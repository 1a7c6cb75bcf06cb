//! Container launch sequence for the Coracle launcher.
//!
//! Composes the image resolver and the isolation primitives into the strict
//! launch order: resolve image, build overlay root, fork, isolate, exec,
//! wait, tear down the mount.

#![allow(unsafe_code)]
#![cfg_attr(test, allow(clippy::expect_used, clippy::unwrap_used))]

pub mod isolate;
pub mod root;
pub mod supervisor;
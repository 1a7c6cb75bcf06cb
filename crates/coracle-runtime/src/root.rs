//! Overlay root construction for a single container.
//!
//! Each container owns three directories under `<container_dir>/<id>`:
//! `cow_rw` (writable upper layer), `cow_workdir` (overlay bookkeeping),
//! and `rootfs` (the merged mount point). The extracted image rootfs is the
//! shared read-only lower layer.

use std::path::{Path, PathBuf};

use coracle_common::constants::{
    CONTAINER_COW_RW_DIR, CONTAINER_COW_WORK_DIR, CONTAINER_ROOTFS_DIR,
};
use coracle_common::error::{CoracleError, Result};
use coracle_common::types::ContainerId;
use coracle_core::filesystem::overlay::{self, OverlayConfig};

/// The on-disk overlay layout of one container, plus its mount point.
#[derive(Debug)]
pub struct ContainerRoot {
    id: ContainerId,
    cow_rw: PathBuf,
    cow_workdir: PathBuf,
    mount_point: PathBuf,
}

impl ContainerRoot {
    /// Creates the container's directories under `container_dir`.
    ///
    /// Idempotent per directory: existing directories (and their contents,
    /// notably an already-populated upper layer) are kept as-is. Nothing is
    /// mounted yet.
    ///
    /// # Errors
    ///
    /// Returns [`CoracleError::Io`] if a directory cannot be created.
    pub fn prepare(id: &ContainerId, container_dir: &Path) -> Result<Self> {
        let base = container_dir.join(id.as_str());
        let root = Self {
            id: id.clone(),
            cow_rw: base.join(CONTAINER_COW_RW_DIR),
            cow_workdir: base.join(CONTAINER_COW_WORK_DIR),
            mount_point: base.join(CONTAINER_ROOTFS_DIR),
        };

        for dir in [&root.cow_rw, &root.cow_workdir, &root.mount_point] {
            std::fs::create_dir_all(dir).map_err(|e| CoracleError::Io {
                path: dir.clone(),
                source: e,
            })?;
        }

        tracing::debug!(id = %root.id, base = %base.display(), "container directories ready");
        Ok(root)
    }

    /// Prepares the directories and mounts the overlay in one step.
    ///
    /// The mount point becomes the merged copy-on-write view over
    /// `image_root` and is ready to serve as the isolated process root.
    ///
    /// # Errors
    ///
    /// Returns [`CoracleError::Io`] on directory creation failure or
    /// [`CoracleError::Mount`] if the overlay mount fails.
    pub fn build(id: &ContainerId, container_dir: &Path, image_root: &Path) -> Result<Self> {
        let root = Self::prepare(id, container_dir)?;
        root.mount(image_root)?;
        Ok(root)
    }

    /// Mounts the overlay with `image_root` as the read-only lower layer.
    ///
    /// # Errors
    ///
    /// Returns [`CoracleError::Mount`] if the mount syscall fails.
    pub fn mount(&self, image_root: &Path) -> Result<()> {
        overlay::mount_overlay(&OverlayConfig {
            lower_dir: image_root.to_path_buf(),
            upper_dir: self.cow_rw.clone(),
            work_dir: self.cow_workdir.clone(),
            merged_dir: self.mount_point.clone(),
        })
    }

    /// Lazily unmounts the overlay mount point.
    ///
    /// The container's directories stay on disk; reclaiming them is the
    /// container-store garbage collector's concern, not ours.
    ///
    /// # Errors
    ///
    /// Returns [`CoracleError::Mount`] if the unmount syscall fails.
    pub fn detach(&self) -> Result<()> {
        overlay::unmount_overlay(&self.mount_point)
    }

    /// The container this root belongs to.
    #[must_use]
    pub fn id(&self) -> &ContainerId {
        &self.id
    }

    /// The merged mount point exposed as the container's `/`.
    #[must_use]
    pub fn mount_point(&self) -> &Path {
        &self.mount_point
    }

    /// The writable upper layer directory.
    #[must_use]
    pub fn upper_dir(&self) -> &Path {
        &self.cow_rw
    }
}

#[cfg(test)]
mod tests {
    use super::*;

    #[test]
    fn prepare_creates_all_three_directories() {
        let dir = tempfile::tempdir().expect("failed to create tempdir");
        let id = ContainerId::generate();

        let root = ContainerRoot::prepare(&id, dir.path()).expect("prepare failed");
        let base = dir.path().join(id.as_str());
        assert!(base.join("cow_rw").is_dir());
        assert!(base.join("cow_workdir").is_dir());
        assert!(base.join("rootfs").is_dir());
        assert_eq!(root.mount_point(), base.join("rootfs"));
    }

    #[test]
    fn prepare_twice_keeps_upper_layer_contents() {
        let dir = tempfile::tempdir().expect("failed to create tempdir");
        let id = ContainerId::generate();

        let root = ContainerRoot::prepare(&id, dir.path()).expect("first prepare failed");
        let kept = root.upper_dir().join("kept.txt");
        std::fs::write(&kept, b"still here").expect("failed to write upper file");

        let again = ContainerRoot::prepare(&id, dir.path()).expect("second prepare failed");
        assert!(kept.exists(), "prepare must not wipe the upper layer");
        assert_eq!(again.upper_dir(), root.upper_dir());
    }

    #[test]
    fn distinct_ids_get_disjoint_directory_sets() {
        let dir = tempfile::tempdir().expect("failed to create tempdir");

        let roots: Vec<_> = (0..8)
            .map(|_| {
                ContainerRoot::prepare(&ContainerId::generate(), dir.path())
                    .expect("prepare failed")
            })
            .collect();

        let mount_points: std::collections::HashSet<_> =
            roots.iter().map(|r| r.mount_point().to_path_buf()).collect();
        assert_eq!(mount_points.len(), roots.len());
    }
}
○ ○ ○ ○
**Assignment**
In the records above, find each line that mentions the string "clone", then copy it.

**Result for this task**
            id: id.clone(),
                path: dir.clone(),
            upper_dir: self.cow_rw.clone(),
            work_dir: self.cow_workdir.clone(),
            merged_dir: self.mount_point.clone(),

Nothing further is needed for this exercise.